EDITORIAL: New challenges await PR in 2001

A new year, a new president (finally) and new challenges for a PR industry still managing the effects of heady growth.

A new year, a new president (finally) and new challenges for a PR industry still managing the effects of heady growth.

A new year, a new president (finally) and new challenges for a PR industry still managing the effects of heady growth.

There is evidence to suggest that we may well be on the verge of a slowdown, even if the full-blown recession that some pessimists have been predicting doesn't come to pass. Economic growth slowed to 2.4% in the third quarter of 2000, less than half the 5.6% reported in the previous three months. Dick Cheney was careful to point out that the economy 'may well be on the front edge of a recession,' eager to emphasize that it will have already kicked in before Bush's inauguration this month.

Is this necessarily bad news for the PR world? A slowing economy will certainly mean fewer dollars in client coffers, and, as the dot-com saga of recent months has proved, there is sometimes little warning of your client going bankrupt. Indeed, any agency that has been burned by a dot-com experience is going to be especially wary of the winds of economic bad times.

But there is reason to believe that some areas of public relations will not suffer. As the predictions from leading public relations practitioners suggest in our main feature (see page 16), there is room for optimism, even if the bursting of the dot-com bubble does turn out to have prompted a downturn.

For one, if marketing budgets undergo a squeeze, clients will increasingly look for the kind of cost efficient results that PR is more likely to provide than advertising.

Both Jericho Communications CEO Eric Yaverbaum and Burson-Marsteller MD Peter Himler are bullish that PR will continue to prove its worth.

'We got a much louder voice this year, and I think that's here to stay,' says Yaverbaum.

More specifically, the hothouse of healthcare PR would require a serious economic cooling to affect its fortunes. People will continue to get sick and want the latest treatment, whatever the state of the economy. Ketchum's global healthcare director David Catlett has seen this sector ride through two recessions and sees no reason that 2001 should bring anything other than continued growth.

Likewise within the other firecracker sector of the past 12 months - hi-tech. With none of the top ten agencies reporting anything less than 22% growth in hi-tech income last year, a modest slowdown could actually serve to allow some breathing space and a chance to match resources to accounts.

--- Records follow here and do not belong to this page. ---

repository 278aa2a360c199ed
//! API middleware components

pub mod logging;
pub mod metrics;

pub use logging::logging_middleware;
pub use metrics::metrics_middleware;
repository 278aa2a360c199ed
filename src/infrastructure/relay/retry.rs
//! Exponential backoff around single transport attempts

use std::future::Future;

use tokio::time::{timeout_at, Instant};
use tracing::{debug, warn};

use crate::domain::{DomainError, RetryPolicy, TransportError};
use crate::infrastructure::observability::record_relay_attempt;

/// Run `attempt` until it succeeds, fails terminally or the policy runs out.
///
/// The closure receives the 1-based attempt number. A terminal failure is
/// returned at once as `InvalidRequest`. Running out of attempts, or passing
/// the policy's `max_elapsed` deadline, gives `RelayExhausted` with the last
/// failure; an attempt still in flight at the deadline is dropped.
pub async fn retry_with_backoff<T, F, Fut>(
    policy: &RetryPolicy,
    operation: &str,
    mut attempt: F,
) -> Result<T, DomainError>
where
    F: FnMut(u32) -> Fut,
    Fut: Future<Output = Result<T, TransportError>>,
{
    let deadline = policy.max_elapsed.map(|max| Instant::now() + max);
    let max_attempts = policy.max_attempts.max(1);
    let mut number = 1;

    loop {
        let outcome = match deadline {
            Some(deadline) => match timeout_at(deadline, attempt(number)).await {
                Ok(outcome) => outcome,
                Err(_) => {
                    record_relay_attempt(operation, number, false);
                    return Err(deadline_exceeded(policy, number));
                }
            },
            None => attempt(number).await,
        };

        let error = match outcome {
            Ok(value) => {
                record_relay_attempt(operation, number, true);
                if number > 1 {
                    debug!(operation, attempt = number, "Relay call succeeded after retry");
                }
                return Ok(value);
            }
            Err(error) => error,
        };

        record_relay_attempt(operation, number, false);

        if !error.is_retryable() {
            warn!(operation, attempt = number, error = %error, "Relay call failed terminally");
            return Err(DomainError::invalid_request(error.detail()));
        }

        if number >= max_attempts {
            warn!(operation, attempts = number, error = %error, "Relay attempts exhausted");
            return Err(DomainError::relay_exhausted(number, error));
        }

        let delay = policy.delay_for_attempt(number);
        if let Some(deadline) = deadline {
            if Instant::now() + delay >= deadline {
                warn!(operation, attempts = number, error = %error, "Relay deadline reached before next attempt");
                return Err(DomainError::relay_exhausted(number, error));
            }
        }

        warn!(
            operation,
            attempt = number,
            delay_ms = delay.as_millis() as u64,
            error = %error,
            "Relay call failed, retrying"
        );
        tokio::time::sleep(delay).await;
        number += 1;
    }
}

fn deadline_exceeded(policy: &RetryPolicy, attempts: u32) -> DomainError {
    let limit = policy.max_elapsed.unwrap_or_default();
    warn!(attempts, limit_ms = limit.as_millis() as u64, "Relay deadline exceeded");
    DomainError::relay_exhausted(
        attempts,
        TransportError::timeout(format!("deadline of {}ms exceeded", limit.as_millis())),
    )
}

#[cfg(test)]
mod tests {
    use super::*;
    use std::sync::atomic::{AtomicU32, Ordering};
    use std::time::Duration;

    fn policy(max_attempts: u32) -> RetryPolicy {
        RetryPolicy::new(max_attempts, Duration::from_millis(100))
    }

    #[tokio::test(start_paused = true)]
    async fn test_succeeds_after_retryable_failures() {
        let calls = AtomicU32::new(0);
        let started = Instant::now();

        let result = retry_with_backoff(&policy(3), "test", |attempt| {
            calls.fetch_add(1, Ordering::SeqCst);
            async move {
                if attempt < 3 {
                    Err(TransportError::status(503, "busy"))
                } else {
                    Ok(attempt)
                }
            }
        })
        .await;

        assert_eq!(result.unwrap(), 3);
        assert_eq!(calls.load(Ordering::SeqCst), 3);
        // 100ms then 200ms of backoff
        assert_eq!(started.elapsed(), Duration::from_millis(300));
    }

    #[tokio::test(start_paused = true)]
    async fn test_exhaustion_carries_last_error() {
        let result: Result<(), _> = retry_with_backoff(&policy(2), "test", |attempt| async move {
            Err(TransportError::connect(format!("refused #{}", attempt)))
        })
        .await;

        match result {
            Err(DomainError::RelayExhausted { attempts, last }) => {
                assert_eq!(attempts, 2);
                assert_eq!(last, TransportError::connect("refused #2"));
            }
            other => panic!("expected RelayExhausted, got {:?}", other),
        }
    }

    #[tokio::test(start_paused = true)]
    async fn test_terminal_error_is_not_retried() {
        let calls = AtomicU32::new(0);

        let result: Result<(), _> = retry_with_backoff(&policy(5), "test", |_| {
            calls.fetch_add(1, Ordering::SeqCst);
            async { Err(TransportError::status(400, "Message too long")) }
        })
        .await;

        assert_eq!(calls.load(Ordering::SeqCst), 1);
        match result {
            Err(DomainError::InvalidRequest { message }) => assert_eq!(message, "Message too long"),
            other => panic!("expected InvalidRequest, got {:?}", other),
        }
    }

    #[tokio::test(start_paused = true)]
    async fn test_rate_limit_is_retried() {
        let result = retry_with_backoff(&policy(2), "test", |attempt| async move {
            if attempt == 1 {
                Err(TransportError::status(429, "slow down"))
            } else {
                Ok("ok")
            }
        })
        .await;

        assert_eq!(result.unwrap(), "ok");
    }

    #[tokio::test(start_paused = true)]
    async fn test_deadline_abandons_slow_attempt() {
        let policy = policy(5).with_max_elapsed(Duration::from_millis(250));
        let started = Instant::now();

        let result: Result<(), _> = retry_with_backoff(&policy, "test", |_| async {
            tokio::time::sleep(Duration::from_secs(10)).await;
            Ok(())
        })
        .await;

        assert!(matches!(
            result,
            Err(DomainError::RelayExhausted {
                attempts: 1,
                last: TransportError::Timeout(_)
            })
        ));
        assert_eq!(started.elapsed(), Duration::from_millis(250));
    }

    #[tokio::test(start_paused = true)]
    async fn test_deadline_stops_before_pointless_wait() {
        let calls = AtomicU32::new(0);
        let policy = RetryPolicy::new(5, Duration::from_millis(200))
            .with_max_elapsed(Duration::from_millis(300));

        let result: Result<(), _> = retry_with_backoff(&policy, "test", |_| {
            calls.fetch_add(1, Ordering::SeqCst);
            async { Err(TransportError::timeout("slow")) }
        })
        .await;

        // 200ms wait fits, the following 400ms wait does not
        assert_eq!(calls.load(Ordering::SeqCst), 2);
        assert!(matches!(
            result,
            Err(DomainError::RelayExhausted { attempts: 2, .. })
        ));
    }

    #[tokio::test]
    async fn test_single_attempt_policy() {
        let result: Result<(), _> = retry_with_backoff(&RetryPolicy::no_retry(), "test", |_| async {
            Err(TransportError::malformed("eof"))
        })
        .await;

        assert!(matches!(
            result,
            Err(DomainError::RelayExhausted { attempts: 1, .. })
        ));
    }
}
//! AI relay
//!
//! A forwarder relays user messages, with retries and backoff, to a
//! responder that answers them through one of several interchangeable AI
//! backends (mock, OpenAI, AWS Bedrock). Token usage and estimated cost are
//! tracked on both sides; the forwarder keeps an in-memory conversation
//! history with aggregated statistics.

pub mod api;
pub mod cli;
pub mod config;
pub mod domain;
pub mod infrastructure;

pub use config::AppConfig;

So don't start thinking about a recruitment freeze yet. As WPP CEO Sir Martin Sorrell told The New York Times at the end of last year: 'Are there clients cutting budgets? Yes. Are there clients increasing budgets? Yes. By and large, there's no need to panic yet.'

But there is no excuse for smug complacency. In an era of renewed pressure to show a return on spending, both clients and agencies will be required to prove the worth of the campaigns they are proposing. In fact, one sector of PR may do particularly well this year - those organizations measuring the effectiveness of PR.